● **Data under study**
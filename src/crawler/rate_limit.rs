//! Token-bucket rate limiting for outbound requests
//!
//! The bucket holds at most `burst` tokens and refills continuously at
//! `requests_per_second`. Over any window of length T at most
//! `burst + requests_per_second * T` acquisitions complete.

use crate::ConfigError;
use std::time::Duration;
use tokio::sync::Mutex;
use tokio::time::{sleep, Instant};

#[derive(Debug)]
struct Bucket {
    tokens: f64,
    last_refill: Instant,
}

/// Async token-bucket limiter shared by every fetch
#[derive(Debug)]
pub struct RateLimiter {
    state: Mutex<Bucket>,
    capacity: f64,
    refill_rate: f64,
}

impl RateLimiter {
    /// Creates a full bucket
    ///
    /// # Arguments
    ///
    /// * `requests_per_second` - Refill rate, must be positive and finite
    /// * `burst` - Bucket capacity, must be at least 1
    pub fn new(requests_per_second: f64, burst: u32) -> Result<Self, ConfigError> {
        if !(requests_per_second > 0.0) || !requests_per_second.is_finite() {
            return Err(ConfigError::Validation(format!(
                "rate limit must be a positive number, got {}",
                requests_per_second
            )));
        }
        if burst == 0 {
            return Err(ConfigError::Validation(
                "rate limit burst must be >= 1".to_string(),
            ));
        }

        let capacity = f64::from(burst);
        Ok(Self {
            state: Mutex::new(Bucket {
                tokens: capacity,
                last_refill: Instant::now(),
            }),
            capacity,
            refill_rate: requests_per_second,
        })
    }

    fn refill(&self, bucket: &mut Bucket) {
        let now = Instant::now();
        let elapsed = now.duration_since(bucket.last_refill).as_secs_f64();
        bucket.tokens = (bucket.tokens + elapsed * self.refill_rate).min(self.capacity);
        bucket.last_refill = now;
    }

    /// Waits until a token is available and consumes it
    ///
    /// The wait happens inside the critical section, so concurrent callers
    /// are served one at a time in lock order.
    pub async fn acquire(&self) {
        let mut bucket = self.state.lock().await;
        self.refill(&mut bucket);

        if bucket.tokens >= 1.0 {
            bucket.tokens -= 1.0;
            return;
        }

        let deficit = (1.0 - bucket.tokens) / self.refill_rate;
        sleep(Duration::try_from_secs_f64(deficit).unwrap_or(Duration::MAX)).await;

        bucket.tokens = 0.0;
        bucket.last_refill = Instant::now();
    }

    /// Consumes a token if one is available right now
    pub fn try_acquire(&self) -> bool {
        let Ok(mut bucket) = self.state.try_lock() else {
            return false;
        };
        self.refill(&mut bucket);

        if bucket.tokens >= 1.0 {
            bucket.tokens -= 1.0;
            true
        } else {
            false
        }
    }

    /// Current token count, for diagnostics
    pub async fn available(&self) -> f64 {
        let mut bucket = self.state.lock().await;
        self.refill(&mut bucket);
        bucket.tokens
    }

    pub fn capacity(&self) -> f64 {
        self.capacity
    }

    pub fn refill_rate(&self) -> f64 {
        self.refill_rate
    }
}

● **Your goal**
Write the records again exactly as they stand.

● **Solution to this problem**
filename src/crawler/rate_limit.rs
//! Token-bucket rate limiting for outbound requests
//!
//! The bucket holds at most `burst` tokens and refills continuously at
//! `requests_per_second`. Over any window of length T at most
//! `burst + requests_per_second * T` acquisitions complete.

use crate::ConfigError;
use std::time::Duration;
use tokio::sync::Mutex;
use tokio::time::{sleep, Instant};

#[derive(Debug)]
struct Bucket {
    tokens: f64,
    last_refill: Instant,
}

/// Async token-bucket limiter shared by every fetch
#[derive(Debug)]
pub struct RateLimiter {
    state: Mutex<Bucket>,
    capacity: f64,
    refill_rate: f64,
}

impl RateLimiter {
    /// Creates a full bucket
    ///
    /// # Arguments
    ///
    /// * `requests_per_second` - Refill rate, must be positive and finite
    /// * `burst` - Bucket capacity, must be at least 1
    pub fn new(requests_per_second: f64, burst: u32) -> Result<Self, ConfigError> {
        if !(requests_per_second > 0.0) || !requests_per_second.is_finite() {
            return Err(ConfigError::Validation(format!(
                "rate limit must be a positive number, got {}",
                requests_per_second
            )));
        }
        if burst == 0 {
            return Err(ConfigError::Validation(
                "rate limit burst must be >= 1".to_string(),
            ));
        }

        let capacity = f64::from(burst);
        Ok(Self {
            state: Mutex::new(Bucket {
                tokens: capacity,
                last_refill: Instant::now(),
            }),
            capacity,
            refill_rate: requests_per_second,
        })
    }

    fn refill(&self, bucket: &mut Bucket) {
        let now = Instant::now();
        let elapsed = now.duration_since(bucket.last_refill).as_secs_f64();
        bucket.tokens = (bucket.tokens + elapsed * self.refill_rate).min(self.capacity);
        bucket.last_refill = now;
    }

    /// Waits until a token is available and consumes it
    ///
    /// The wait happens inside the critical section, so concurrent callers
    /// are served one at a time in lock order.
    pub async fn acquire(&self) {
        let mut bucket = self.state.lock().await;
        self.refill(&mut bucket);

        if bucket.tokens >= 1.0 {
            bucket.tokens -= 1.0;
            return;
        }

        let deficit = (1.0 - bucket.tokens) / self.refill_rate;
        sleep(Duration::try_from_secs_f64(deficit).unwrap_or(Duration::MAX)).await;

        bucket.tokens = 0.0;
        bucket.last_refill = Instant::now();
    }

    /// Consumes a token if one is available right now
    pub fn try_acquire(&self) -> bool {
        let Ok(mut bucket) = self.state.try_lock() else {
            return false;
        };
        self.refill(&mut bucket);

        if bucket.tokens >= 1.0 {
            bucket.tokens -= 1.0;
            true
        } else {
            false
        }
    }

    /// Current token count, for diagnostics
    pub async fn available(&self) -> f64 {
        let mut bucket = self.state.lock().await;
        self.refill(&mut bucket);
        bucket.tokens
    }

    pub fn capacity(&self) -> f64 {
        self.capacity
    }

    pub fn refill_rate(&self) -> f64 {
        self.refill_rate
    }
}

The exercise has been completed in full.